## Problem
Find where "fn utf8_decode_then_encode_round_trips_any_valid_str(s in" appears in the records below, then return that line and every later line exactly, stopping only at the last line.

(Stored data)
★ ★ ★ ★
//! Normalization forms NFC/NFD/NFKC/NFKD and Stream-Safe Text enforcement
//! (spec §4.4). Grounded on the teacher's `normalise.rs`: its `decompose`
//! pass, `to_nfd`'s run-and-sort loop, and `to_nfc`'s "retry in place"
//! composition loop are kept in shape here, generalized to also handle the
//! compatibility forms and Stream-Safe, which the teacher's file doesn't.

mod stream_safe;

pub use stream_safe::make_stream_safe;

use crate::property::PropertyDb;

#[derive(Copy, Clone, Debug, Eq, PartialEq)]
pub enum NormalForm {
    Nfc,
    Nfd,
    Nfkc,
    Nfkd,
}

impl NormalForm {
    fn is_compat(self) -> bool {
        matches!(self, NormalForm::Nfkc | NormalForm::Nfkd)
    }
    fn is_composed(self) -> bool {
        matches!(self, NormalForm::Nfc | NormalForm::Nfkc)
    }
}

/// Full decomposition pass: replace every code point by its decomposition
/// (recursively, to a fixed point), honoring NFD- vs NFKD-eligibility, then
/// stable-sort each maximal run of non-starters by CCC ascending (spec
/// §4.4, "Decompose").
pub fn decompose(db: &PropertyDb, cps: &[u32], canonical_only: bool) -> Vec<u32> {
    let mut out: Vec<u32> = cps
        .iter()
        .flat_map(|&cp| db.decompose_char(cp, canonical_only))
        .collect();
    canonical_reorder(db, &mut out);
    out
}

fn canonical_reorder(db: &PropertyDb, cps: &mut [u32]) {
    let mut i = 0;
    while i < cps.len() {
        if db.is_starter(cps[i]) {
            i += 1;
            continue;
        }
        let start = i;
        while i < cps.len() && !db.is_starter(cps[i]) {
            i += 1;
        }
        cps[start..i].sort_by_key(|&cp| db.combining_class(cp));
    }
}

/// Decompose to the matching D-form, then repeatedly try to compose each
/// code point against the most recent starter, skipping it ("blocking")
/// once an intervening combining mark of equal or higher class has been
/// seen since that starter (spec §4.4, "Compose"). This is the standard
/// canonical composition algorithm from UAX #15.
pub fn compose(db: &PropertyDb, cps: &[u32], canonical_only: bool) -> Vec<u32> {
    let decomposed = decompose(db, cps, canonical_only);
    let mut out: Vec<u32> = Vec::with_capacity(decomposed.len());
    let mut starter_pos: Option<usize> = None;
    let mut last_class: u8 = 0;

    for &cp in &decomposed {
        let cc = db.combining_class(cp);
        let blocked = last_class != 0 && last_class >= cc;
        if let Some(sp) = starter_pos {
            if !blocked {
                if let Some(composed) = db.lookup_comp(out[sp], cp) {
                    out[sp] = composed;
                    continue;
                }
            }
        }
        out.push(cp);
        if cc == 0 {
            starter_pos = Some(out.len() - 1);
            last_class = 0;
        } else {
            last_class = cc;
        }
    }
    out
}

/// `normalize(k, form)`: a no-op if the tag already matches; otherwise runs
/// decompose (and compose, for the C-forms) plus Stream-Safe enforcement
/// (spec §4.4).
pub fn normalize(db: &PropertyDb, cps: &[u32], form: NormalForm) -> Vec<u32> {
    let canonical_only = !form.is_compat();
    let out = if form.is_composed() {
        compose(db, cps, canonical_only)
    } else {
        decompose(db, cps, canonical_only)
    };
    make_stream_safe(db, &out)
}

#[cfg(test)]
mod tests {
    use super::*;

    #[test]
    fn decompose_is_idempotent() {
        let db = PropertyDb::builtin();
        let cps = vec![0x00E5]; // a-ring
        let once = decompose(&db, &cps, true);
        let twice = decompose(&db, &once, true);
        assert_eq!(once, twice);
    }

    #[test]
    fn compose_undoes_decompose_for_aring() {
        let db = PropertyDb::builtin();
        let cps = vec![0x00E5];
        let d = decompose(&db, &cps, true);
        assert_eq!(d, vec![0x0061, 0x030A]);
        let c = compose(&db, &d, true);
        assert_eq!(c, vec![0x00E5]);
    }

    #[test]
    fn normalize_nfc_is_idempotent() {
        let db = PropertyDb::builtin();
        let cps = vec![0x0061, 0x030A];
        let once = normalize(&db, &cps, NormalForm::Nfc);
        let twice = normalize(&db, &once, NormalForm::Nfc);
        assert_eq!(once, twice);
    }

    #[test]
    fn nfd_then_nfc_equals_nfc() {
        let db = PropertyDb::builtin();
        let cps = vec![0x00E5, 0x0041];
        let via_d = normalize(&db, &normalize(&db, &cps, NormalForm::Nfd), NormalForm::Nfc);
        let direct = normalize(&db, &cps, NormalForm::Nfc);
        assert_eq!(via_d, direct);
    }

    #[test]
    fn hangul_syllable_round_trips_through_nfd_nfc() {
        use crate::property::S_BASE;
        let db = PropertyDb::builtin();
        let cps = vec![S_BASE + 1]; // GAG
        let d = normalize(&db, &cps, NormalForm::Nfd);
        assert_eq!(d.len(), 3);
        let c = normalize(&db, &d, NormalForm::Nfc);
        assert_eq!(c, cps);
    }
}
//! A Unicode-aware string type over validating codecs, normalization, and
//! a Perl-flavored backtracking regex engine.
//!
//! Data flow: raw bytes decode into a [`ustring::UnicodeString`] (via
//! [`codec`]); [`normalize`] and [`case`] operate on its code-point buffer;
//! [`grapheme`] segments it into user-perceived characters; [`regex`]
//! compiles and executes patterns against it.

pub mod case;
pub mod codec;
pub mod error;
pub mod grapheme;
pub mod normalize;
pub mod property;
pub mod regex;
pub mod ustring;

pub use case::Locale;
pub use codec::Encoding;
pub use error::TextError;
pub use normalize::NormalForm;
pub use regex::{CompileError, Regex, VmError};
pub use ustring::UnicodeString;
//! Validating codecs: raw bytes in, decoded scalar values plus an
//! accumulated error list out, and the reverse for encoding. Spec §4.2.
//!
//! Every decoder here follows the same shape the teacher's `fix.rs` used
//! for its single supported encoding (UTF-8): walk forward, and on any
//! malformed byte, record an error, substitute the replacement, and resync
//! at the next plausible boundary. This module generalizes that shape to
//! every encoding spec §4.2 names.

mod ebcdic037;
mod error;
mod legacy;
mod utf16;
mod utf32;
mod utf8;

pub use error::CodecError;

/// Noncharacters are never valid decoded output; every decoder rejects them
/// (spec §4.2, "Noncharacter policy").
pub fn is_noncharacter(cp: u32) -> bool {
    if (0xFDD0..=0xFDEF).contains(&cp) {
        return true;
    }
    matches!(cp & 0xFFFE, 0xFFFE) && (cp & 0xFFFF) >= 0xFFFE
}

#[derive(Copy, Clone, Debug, Eq, PartialEq)]
pub enum Endian {
    Big,
    Little,
}

#[derive(Copy, Clone, Debug, Eq, PartialEq)]
pub enum Encoding {
    Ascii,
    Cp1252,
    Ebcdic037,
    Utf8,
    Utf16(Endian),
    Utf32(Endian),
}

impl Encoding {
    pub fn name(&self) -> &'static str {
        match self {
            Encoding::Ascii => "ASCII",
            Encoding::Cp1252 => "CP1252",
            Encoding::Ebcdic037 => "EBCDIC-037",
            Encoding::Utf8 => "UTF-8",
            Encoding::Utf16(Endian::Big) => "UTF-16BE",
            Encoding::Utf16(Endian::Little) => "UTF-16LE",
            Encoding::Utf32(Endian::Big) => "UTF-32BE",
            Encoding::Utf32(Endian::Little) => "UTF-32LE",
        }
    }

    /// `true` for the legacy, single-byte-per-unit encodings, which use the
    /// ASCII `'?'` replacement rather than U+FFFD (spec §4.2, "Replacement
    /// policy").
    fn is_legacy(&self) -> bool {
        matches!(self, Encoding::Ascii | Encoding::Cp1252 | Encoding::Ebcdic037)
    }

    fn replacement(&self) -> u32 {
        if self.is_legacy() {
            u32::from(b'?')
        } else {
            0xFFFD
        }
    }
}

/// Decode `bytes` as `encoding`, returning the scalar values and every
/// recorded error. Always succeeds: malformed input is replaced, never
/// raised (spec §7a).
pub fn decode(encoding: Encoding, bytes: &[u8]) -> (Vec<u32>, Vec<CodecError>) {
    let mut errors = Vec::new();
    let codepoints = match encoding {
        Encoding::Ascii => legacy::decode_ascii(bytes, &mut errors),
        Encoding::Cp1252 => legacy::decode_cp1252(bytes, &mut errors),
        Encoding::Ebcdic037 => ebcdic037::decode(bytes, &mut errors),
        Encoding::Utf8 => utf8::decode(bytes, &mut errors),
        Encoding::Utf16(endian) => utf16::decode(bytes, endian, &mut errors),
        Encoding::Utf32(endian) => utf32::decode(bytes, endian, &mut errors),
    };
    for err in &errors {
        tracing::trace!(byte_offset = err.byte_offset(), kind = %err, "codec error");
    }
    (codepoints, errors)
}

/// Encode `codepoints` as `encoding`. Code points without a representation
/// in the target encoding become the encoding's replacement and record a
/// `NoConversion` error (spec §4.2, "Conversion").
pub fn encode(encoding: Encoding, codepoints: &[u32]) -> (Vec<u8>, Vec<CodecError>) {
    let mut errors = Vec::new();
    let bytes = match encoding {
        Encoding::Ascii => legacy::encode_ascii(codepoints, &mut errors),
        Encoding::Cp1252 => legacy::encode_cp1252(codepoints, &mut errors),
        Encoding::Ebcdic037 => ebcdic037::encode(codepoints, &mut errors),
        Encoding::Utf8 => utf8::encode(codepoints),
        Encoding::Utf16(endian) => utf16::encode(codepoints, endian),
        Encoding::Utf32(endian) => utf32::encode(codepoints, endian),
    };
    for err in &errors {
        tracing::trace!(byte_offset = err.byte_offset(), kind = %err, "codec error");
    }
    (bytes, errors)
}

/// Decode in `from`, re-encode in `to` (spec §4.2, "Conversion").
pub fn convert(from: Encoding, to: Encoding, bytes: &[u8]) -> (Vec<u8>, Vec<CodecError>) {
    let (codepoints, mut errors) = decode(from, bytes);
    let (out, encode_errors) = encode(to, &codepoints);
    errors.extend(encode_errors);
    (out, errors)
}

#[cfg(test)]
mod tests {
    use super::*;

    #[test]
    fn noncharacter_ranges() {
        assert!(is_noncharacter(0xFDD0));
        assert!(is_noncharacter(0xFDEF));
        assert!(!is_noncharacter(0xFDEF - 1));
        assert!(is_noncharacter(0xFFFE));
        assert!(is_noncharacter(0xFFFF));
        assert!(is_noncharacter(0x1FFFE));
        assert!(is_noncharacter(0x10FFFF));
        assert!(!is_noncharacter(0x41));
    }

    #[test]
    fn convert_ascii_to_utf8_is_identity_for_ascii() {
        let (out, errors) = convert(Encoding::Ascii, Encoding::Utf8, b"hello");
        assert!(errors.is_empty());
        assert_eq!(out, b"hello");
    }
}
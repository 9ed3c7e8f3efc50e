use kdgu_text::codec::{self, Encoding, Endian};
use kdgu_text::UnicodeString;
use proptest::prelude::*;

#[test]
fn ascii_round_trips_printable_range() {
    let bytes: Vec<u8> = (0x20u8..0x7F).collect();
    let (cps, errors) = codec::decode(Encoding::Ascii, &bytes);
    assert!(errors.is_empty());
    let (out, errors) = codec::encode(Encoding::Ascii, &cps);
    assert!(errors.is_empty());
    assert_eq!(out, bytes);
}

#[test]
fn ascii_high_bit_byte_is_replaced_and_recorded() {
    let (cps, errors) = codec::decode(Encoding::Ascii, &[b'h', b'i', 0x80, b'!']);
    assert_eq!(errors.len(), 1);
    assert_eq!(cps, vec![u32::from(b'h'), u32::from(b'i'), u32::from(b'?'), u32::from(b'!')]);
}

#[test]
fn utf8_overlong_sequence_is_rejected() {
    // C0 is never a valid leading byte (it could only introduce an
    // overlong encoding), so both bytes are rejected individually.
    let (cps, errors) = codec::decode(Encoding::Utf8, &[0xC0, 0xAF]);
    assert_eq!(errors.len(), 2);
    assert_eq!(cps, vec![0xFFFD, 0xFFFD]);
}

#[test]
fn utf8_broken_continuation_run_resyncs_at_next_byte() {
    // E2 82 starts a 3-byte sequence, but 'h' isn't a continuation byte.
    let (cps, errors) = codec::decode(Encoding::Utf8, &[0xE2, 0x82, b'h', b'i']);
    assert_eq!(errors.len(), 2);
    assert_eq!(cps, vec![0xFFFD, 0xFFFD, u32::from(b'h'), u32::from(b'i')]);
}

#[test]
fn utf16_surrogate_pair_decodes_to_supplementary_scalar() {
    // U+1F600 GRINNING FACE as a UTF-16BE surrogate pair.
    let bytes = [0xD8, 0x3D, 0xDE, 0x00];
    let (cps, errors) = codec::decode(Encoding::Utf16(Endian::Big), &bytes);
    assert!(errors.is_empty());
    assert_eq!(cps, vec![0x1F600]);
}

#[test]
fn utf16_unpaired_low_surrogate_is_replaced() {
    let bytes = [0xDC, 0x00];
    let (cps, errors) = codec::decode(Encoding::Utf16(Endian::Big), &bytes);
    assert_eq!(errors.len(), 1);
    assert_eq!(cps, vec![0xFFFD]);
}

#[test]
fn noncharacters_are_rejected_by_utf32() {
    let bytes = [0x00, 0x00, 0xFF, 0xFE]; // U+FFFE, big-endian (not the BOM pattern)
    let (cps, errors) = codec::decode(Encoding::Utf32(Endian::Big), &bytes);
    assert_eq!(errors.len(), 1);
    assert_eq!(cps, vec![0xFFFD]);
}

#[test]
fn ebcdic037_round_trips_digits_and_letters() {
    let s = UnicodeString::new(Encoding::Ebcdic037, &[0xC1, 0xC2, 0xC3, 0xF0, 0xF1]);
    assert!(s.errors().is_empty());
    assert_eq!(s.code_points(), &[b'A' as u32, b'B' as u32, b'C' as u32, b'0' as u32, b'1' as u32]);
    assert_eq!(s.to_bytes(), vec![0xC1, 0xC2, 0xC3, 0xF0, 0xF1]);
}

#[test]
fn cp1252_maps_curly_quotes_into_the_0x80_gap() {
    // 0x93 is LEFT DOUBLE QUOTATION MARK (U+201C) in CP1252, unlike Latin-1.
    let (cps, errors) = codec::decode(Encoding::Cp1252, &[0x93]);
    assert!(errors.is_empty());
    assert_eq!(cps, vec![0x201C]);
}

proptest! {
    #[test]
    fn utf8_decode_of_valid_rust_str_is_always_error_free(s in ".{0,64}") {
        let (_, errors) = codec::decode(Encoding::Utf8, s.as_bytes());
        prop_assert!(errors.is_empty());
    }

    #[test]
    fn utf8_decode_then_encode_round_trips_any_valid_str(s in ".{0,64}") {
        let (cps, _) = codec::decode(Encoding::Utf8, s.as_bytes());
        let (bytes, errors) = codec::encode(Encoding::Utf8, &cps);
        prop_assert!(errors.is_empty());
        prop_assert_eq!(bytes, s.into_bytes());
    }
}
★ ★ ★ ★
## Completed task
    fn utf8_decode_then_encode_round_trips_any_valid_str(s in ".{0,64}") {
        let (cps, _) = codec::decode(Encoding::Utf8, s.as_bytes());
        let (bytes, errors) = codec::encode(Encoding::Utf8, &cps);
        prop_assert!(errors.is_empty());
        prop_assert_eq!(bytes, s.into_bytes());
    }
}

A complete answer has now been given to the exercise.